# Prepaid Internet Tarif für Tablet



## DMHas (11. März 2012)

*Prepaid Internet Tarif für Tablet*

Hallo zusammen,

ich bin auf der Suche nach einem Internet Tarif fürs Tablet. Ich bin auf  der Suche nach einem Prepaidtarif, da ich es am meisten zu Hause  benutze und dort WLAN vorhanden ist. Was ich nicht möchte, ist ein Tarif  für 2€ am Tag oder so. Leider habe ich nichts der Art gefunden. Nur  diese Tarife für 2€ und mehr für 24h oder Flatratedatentarfe.

Vielleicht hat einer von Euch so einen Tarif oder kennt so einen Tarif ?

Grüße DMHas


----------



## OctoCore (11. März 2012)

*AW: Prepaid Internet Tarif für Tablet*

Du kannst oft zwei Sachen auf einer Prepaid-Daten-SIM machen - Tagesflatrate und Monatsflatrate - kannst du buchen, wie du lustig bist.
Wenn du nichts gefunden hast, dann hast du nicht gesucht. Wirklich, wenn du danach googlest, wirst du doch überschüttet.

Du musst dir erstmal einen Provider suchen, der in deiner bevorzugten Gegend überhaupt einen halbwegs schnellen Zugang bietet. Das ist noch lange nicht überall gleich - obwohl jeder von LTE redet, ist noch nicht einmal alles mit 3G/UMTS/HSPA gleichmäßig abgedeckt.

Ich habe O2 mit einem Lidl mobile Internet Paket inklusive USB-Funk-Stick. DAs ist praktisch Fonic - nur billiger.
Die SIM steckt jetzt im Tablet. Bei Lidl gibt es eben die Tagesflat für 1,99 oder die Monatsflat für 14,99€. Telefonieren kann man mit der SIM auch - das ist nicht überall gegeben. Kostet 9 c/min.
Andere Anbieter bieten zwar Monatsflats für knapp 10€, da ist das Datenpaket deutlich kleiner - oft 1 GB per Monat oder noch weniger.


----------



## fotoman (11. März 2012)

*AW: Prepaid Internet Tarif für Tablet*



DMHas schrieb:


> Was ich nicht möchte, ist ein Tarif  für 2€ am Tag oder so.
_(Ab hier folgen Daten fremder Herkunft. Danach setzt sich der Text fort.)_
use thiserror::Error;

/// # Summary
/// 远端配置同步错误枚举。
#[derive(Error, Debug)]
pub enum SyncError {
    /// 缺少 Token 或仓库标识
    #[error("Configuration error: {0}")]
    Config(String),
    /// 网络连接或传输错误
    #[error("Network error: {0}")]
    Network(String),
    /// 远端拒绝写入 (权限不足、冲突等)
    #[error("Remote rejected write with HTTP {status}: {message}")]
    Rejected { status: u16, message: String },
    /// 远端响应无法解析
    #[error("Parse error: {0}")]
    Parse(String),
}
Was suchst Du denn dann für einen Tarif? 1GB (oder welche Menge auch immer) für 10 Euro so lange, bis das Volumen verbaucht ist (selbst, wenn das drei Jahre dauert) gibt es leider nicht. Das wäre ja viel zu Kundenorientiert, was deutsche Mobilfunkunternehmen schon per Definition nicht sind. Außer Zeit- + Mikrovolumengebundenen Datentarifen (3GB pro Monat sind m.M. nach lächerlich, wenn mehr wie eMails abgefragt werden sollen) habe ich noch nichts gefunden. Vieleicht gibt es ja für Deinen Handytarif eine Zusatzoption, die Deinen wünschen nahe kommt.
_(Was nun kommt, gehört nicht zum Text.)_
//! 内存测试替身，供下游 crate 的集成测试使用（`test-utils` feature）。

use crate::alert::entity::AlertConfig;
use crate::alert::port::AlertConfigStore;
use crate::history::entity::HistoryRecord;
use crate::history::error::StoreError;
use crate::history::merge::{self, MergeStats};
use crate::history::port::HistoryStore;
use crate::market::error::MarketError;
use crate::market::port::QuoteProvider;
use crate::news::entity::{Article, SyntheticActivity};
use crate::news::error::NewsError;
use crate::news::port::{ActivitySimulator, NewsProvider};
use crate::notify::error::NotifyError;
use crate::notify::port::Notifier;
use crate::sentiment::PolarityModel;
use crate::sync::error::SyncError;
use crate::sync::port::RemoteSync;
use crate::targets::entity::TargetList;
use crate::targets::port::TargetStore;
use async_trait::async_trait;
use std::collections::HashMap;
use tokio::sync::Mutex;

/// 基于 `Vec` 的历史表，复用纯合并逻辑
#[derive(Default)]
pub struct MemoryHistoryStore {
    records: Mutex<Vec<HistoryRecord>>,
}

impl MemoryHistoryStore {
    pub fn new() -> Self {
        Self::default()
    }

    pub fn with_records(records: Vec<HistoryRecord>) -> Self {
        Self {
            records: Mutex::new(records),
        }
    }
}

#[async_trait]
impl HistoryStore for MemoryHistoryStore {
    async fn load_all(&self) -> Result<Vec<HistoryRecord>, StoreError> {
        Ok(self.records.lock().await.clone())
    }

    async fn upsert_batch(&self, records: Vec<HistoryRecord>) -> Result<MergeStats, StoreError> {
        let mut guard = self.records.lock().await;
        Ok(merge::merge_batch(&mut guard, records))
    }
}

/// 固定报价表，未登记的代码返回 `NotFound`
#[derive(Default)]
pub struct StaticQuoteProvider {
    prices: HashMap<String, f64>,
}

impl StaticQuoteProvider {
    pub fn new<I: IntoIterator<Item = (&'static str, f64)>>(prices: I) -> Self {
        Self {
            prices: prices.into_iter().map(|(k, v)| (k.to_string(), v)).collect(),
        }
    }
}

#[async_trait]
impl QuoteProvider for StaticQuoteProvider {
    async fn latest_price(&self, ticker: &str) -> Result<f64, MarketError> {
        self.prices
            .get(ticker)
            .copied()
            .ok_or_else(|| MarketError::NotFound(ticker.to_string()))
    }
}

/// 固定文章表，未登记的代码返回网络错误
#[derive(Default)]
pub struct StaticNewsProvider {
    articles: HashMap<String, Vec<Article>>,
}

impl StaticNewsProvider {
    pub fn new() -> Self {
        Self::default()
    }

    pub fn with_titles(mut self, ticker: &str, titles: &[&str]) -> Self {
        let articles = titles
            .iter()
            .map(|t| Article {
                title: t.to_string(),
                description: None,
            })
            .collect();
        self.articles.insert(ticker.to_string(), articles);
        self
    }
}

#[async_trait]
impl NewsProvider for StaticNewsProvider {
    async fn fetch_articles(&self, ticker: &str) -> Result<Vec<Article>, NewsError> {
        self.articles
            .get(ticker)
            .cloned()
            .ok_or_else(|| NewsError::Network(format!("no route for {}", ticker)))
    }
}

/// 以关键词判断极性的简易模型：包含 `up` 为 0.5，包含 `down` 为 -0.5
pub struct KeywordPolarity;

impl PolarityModel for KeywordPolarity {
    fn compound(&self, text: &str) -> f64 {
        let lower = text.to_lowercase();
        if lower.contains("up") {
            0.5
        } else if lower.contains("down") {
            -0.5
        } else {
            0.0
        }
    }
}

/// 记录投递内容的通知器，可配置为始终失败
#[derive(Default)]
pub struct RecordingNotifier {
    pub sent: Mutex<Vec<(String, String, String)>>,
    fail: bool,
}

impl RecordingNotifier {
    pub fn new() -> Self {
        Self::default()
    }

    pub fn failing() -> Self {
        Self {
            sent: Mutex::new(Vec::new()),
            fail: true,
        }
    }
}

#[async_trait]
impl Notifier for RecordingNotifier {
    async fn notify(&self, to: &str, subject: &str, content: &str) -> Result<(), NotifyError> {
        if self.fail {
            return Err(NotifyError::Network("smtp unreachable".to_string()));
        }
        self.sent
            .lock()
            .await
            .push((to.to_string(), subject.to_string(), content.to_string()));
        Ok(())
    }
}

/// 记录写入内容的远端同步替身
#[derive(Default)]
pub struct RecordingSync {
    pub writes: Mutex<Vec<(String, String, String)>>,
    fail: bool,
}

impl RecordingSync {
    pub fn new() -> Self {
        Self::default()
    }

    pub fn failing() -> Self {
        Self {
            writes: Mutex::new(Vec::new()),
            fail: true,
        }
    }
}

#[async_trait]
impl RemoteSync for RecordingSync {
    async fn write(&self, path: &str, content: &str, message: &str) -> Result<(), SyncError> {
        if self.fail {
            return Err(SyncError::Rejected {
                status: 403,
                message: "Resource not accessible by integration".to_string(),
            });
        }
        self.writes
            .lock()
            .await
            .push((path.to_string(), content.to_string(), message.to_string()));
        Ok(())
    }
}

/// 固定目标清单
pub struct StaticTargetStore(pub TargetList);

#[async_trait]
impl TargetStore for StaticTargetStore {
    async fn load(&self) -> Result<TargetList, StoreError> {
        Ok(self.0.clone())
    }
}

/// 内存报警规则
#[derive(Default)]
pub struct MemoryAlertConfigStore {
    config: Mutex<Option<AlertConfig>>,
}

impl MemoryAlertConfigStore {
    pub fn new(config: Option<AlertConfig>) -> Self {
        Self {
            config: Mutex::new(config),
        }
    }
}

#[async_trait]
impl AlertConfigStore for MemoryAlertConfigStore {
    async fn load(&self) -> Result<Option<AlertConfig>, StoreError> {
        Ok(self.config.lock().await.clone())
    }

    async fn save(&self, config: &AlertConfig) -> Result<(), StoreError> {
        *self.config.lock().await = Some(config.clone());
        Ok(())
    }
}

/// 返回固定值的模拟数据生成器
pub struct FixedActivitySimulator(pub SyntheticActivity);

impl ActivitySimulator for FixedActivitySimulator {
    fn sample(&self, _ticker: &str) -> SyntheticActivity {
        self.0
    }
}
Die von OctoCore geannte Anbieterevaluierung (reale Netzabdeckung am geplanten Einsatzort sowie die reale erreichbarkeit des Internets zu den vorwiegend gewünschten Zeiten durch diesen Provider) sollte wohl klar sein.


----------



## rabe08 (11. März 2012)

*AW: Prepaid Internet Tarif für Tablet*

Schau Dir mal Netzclub an.


----------



## Joel-92 (11. März 2012)

*AW: Prepaid Internet Tarif für Tablet*

Schau mal bei blau.de, habe ich auch. Internetoptionen von blau.de. Jederzeit zu- und abbuchbar!


----------



## OctoCore (12. März 2012)

*AW: Prepaid Internet Tarif für Tablet*

Der Blau-Tablet-Tarif ist putzig. Okay - Lidl bietet für 9 cent mehr 5000 MB - und in Monaten mit 31 Tagen 31 Tage. 
Und statt der 56 kbit, wenn die 5GB weg sind, 64 kbit. Kaum ein Unterschied? Von wegen - wenn du da angelangt bist, kämpfst du um jedes Bit pro Sekunde.


----------